= Contingent owned equipment =

Contingent Owned Equipment (COE) is the equipment owned and brought by United Nations member states to peacekeeping missions. The UN financially reimburses member states for their contributions of COE, and also for the self sustainment services they provide to contingents. This method of reimbursement is commonly referred to as the “COE System". UN staff in peacekeeping missions serve as COE inspectors, verifying that the member states' equipment and the services they provide meet the standards required for reimbursement.

The COE System was approved by the United Nations General Assembly in 1996 to simplify the means by which countries are reimbursed for providing equipment, self sustainment services, and personnel to peacekeeping missions.

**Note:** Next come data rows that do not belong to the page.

//! PostgreSQL Account Store
//!
//! Relational backend over a sqlx pool. Every caller-supplied value
//! is a bound parameter; query text is constant.

use chrono::{DateTime, Utc};
use sqlx::postgres::{PgPool, PgPoolOptions, PgRow};
use sqlx::Row;
use std::time::Duration;
use tracing::{debug, info};

use crate::account::entity::{Account, AccountPatch, NewAccount};
use crate::shared::error::Result;
use crate::store::{AccountStore, StoreConfig};

const CREATE_USERS_TABLE: &str = "\
CREATE TABLE IF NOT EXISTS users (
    id TEXT PRIMARY KEY,
    name TEXT NOT NULL,
    email TEXT UNIQUE NOT NULL,
    password TEXT,
    external_id TEXT UNIQUE,
    created_at TIMESTAMPTZ NOT NULL DEFAULT now()
)";

#[derive(Debug)]
pub struct PostgresStore {
    pool: PgPool,
}

impl PostgresStore {
    pub async fn connect(config: &StoreConfig) -> Result<Self> {
        let pool = PgPoolOptions::new()
            .max_connections(config.max_connections)
            .acquire_timeout(Duration::from_secs(10))
            .connect(&config.url())
            .await?;

        info!(database = %config.database, "Connected to PostgreSQL");
        Ok(Self { pool })
    }

    /// Idempotent schema bootstrap, safe to run on every startup.
    /// `password` is nullable so OAuth-only accounts can exist.
    pub async fn ensure_schema(&self) -> Result<()> {
        sqlx::query(CREATE_USERS_TABLE).execute(&self.pool).await?;
        info!("users table is ready");
        Ok(())
    }

    fn parse_row(row: &PgRow) -> Account {
        Account {
            id: row.get("id"),
            name: row.get("name"),
            email: row.get("email"),
            password_hash: row.get("password"),
            external_id: row.get("external_id"),
            created_at: row.get::<DateTime<Utc>, _>("created_at"),
        }
    }
}

#[async_trait::async_trait]
impl AccountStore for PostgresStore {
    async fn list(&self) -> Result<Vec<Account>> {
        let sql = "SELECT id, name, email, password, external_id, created_at \
                   FROM users ORDER BY created_at";
        debug!(query = sql, "Executing query");

        let rows = sqlx::query(sql).fetch_all(&self.pool).await?;
        Ok(rows.iter().map(Self::parse_row).collect())
    }

    async fn find_by_id(&self, id: &str) -> Result<Option<Account>> {
        let sql = "SELECT id, name, email, password, external_id, created_at \
                   FROM users WHERE id = $1";
        debug!(query = sql, "Executing query");

        let row = sqlx::query(sql).bind(id).fetch_optional(&self.pool).await?;
        Ok(row.as_ref().map(Self::parse_row))
    }

    async fn find_by_email(&self, email: &str) -> Result<Option<Account>> {
        let sql = "SELECT id, name, email, password, external_id, created_at \
                   FROM users WHERE email = $1";
        debug!(query = sql, "Executing query");

        let row = sqlx::query(sql)
            .bind(email)
            .fetch_optional(&self.pool)
            .await?;
        Ok(row.as_ref().map(Self::parse_row))
    }

    async fn insert(&self, account: NewAccount) -> Result<Account> {
        let account = account.into_account();
        let sql = "INSERT INTO users (id, name, email, password, external_id, created_at) \
                   VALUES ($1, $2, $3, $4, $5, $6)";
        debug!(query = sql, "Executing query");

        sqlx::query(sql)
            .bind(&account.id)
            .bind(&account.name)
            .bind(&account.email)
            .bind(&account.password_hash)
            .bind(&account.external_id)
            .bind(account.created_at)
            .execute(&self.pool)
            .await?;

        Ok(account)
    }

    async fn update(&self, id: &str, patch: AccountPatch) -> Result<()> {
        // COALESCE keeps the stored value for any field the caller
        // omitted; everything is bound, nothing is interpolated.
        let sql = "UPDATE users SET \
                   name = COALESCE($1, name), \
                   email = COALESCE($2, email), \
                   password = COALESCE($3, password) \
                   WHERE id = $4";
        debug!(query = sql, "Executing query");

        let result = sqlx::query(sql)
            .bind(&patch.name)
            .bind(&patch.email)
            .bind(&patch.password_hash)
            .bind(id)
            .execute(&self.pool)
            .await?;

        if result.rows_affected() == 0 {
            return Err(crate::shared::error::AccountError::not_found("User", id));
        }
        Ok(())
    }

    async fn delete(&self, id: &str) -> Result<()> {
        let sql = "DELETE FROM users WHERE id = $1";
        debug!(query = sql, "Executing query");

        let result = sqlx::query(sql).bind(id).execute(&self.pool).await?;

        if result.rows_affected() == 0 {
            return Err(crate::shared::error::AccountError::not_found("User", id));
        }
        Ok(())
    }

    async fn disconnect(&self) -> Result<()> {
        self.pool.close().await;
        info!("Disconnected from PostgreSQL");
        Ok(())
    }
}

==The Memorandum of Understanding==
The Memorandum of Understanding (MOU) is the contract signed by representatives of the Department of Peacekeeping Operations (DPKO) and the contributing country's permanent mission to the UN which specifies the number of personnel and exact amount and type of equipment and self-sustainment services which the contributing country will be expected to provide to the peacekeeping mission and for which it will be financially reimbursed. Equipment under MOU ranges from crew served machine guns, metal detectors, and other handheld equipment, to APCs, heavy engineering equipment, cargo/utility vehicles, and generators and containers. Self-sustainment services include catering, communications, medical, EOD, accommodation, field defense, observation, and so on—- all of the services required to enable a formed military or police unit to sustain itself and function in the field.

Rates of reimbursement are generic, based on “fair market value” as determined by working groups of the General Assembly. A separate MOU is written for each formed military or police unit to be deployed to a peacekeeping mission. Currently there are over 300 MOU covering units deployed to 11 peacekeeping missions, representing over 2 billion US dollars in troop, equipment, and self-sustainment costs annually.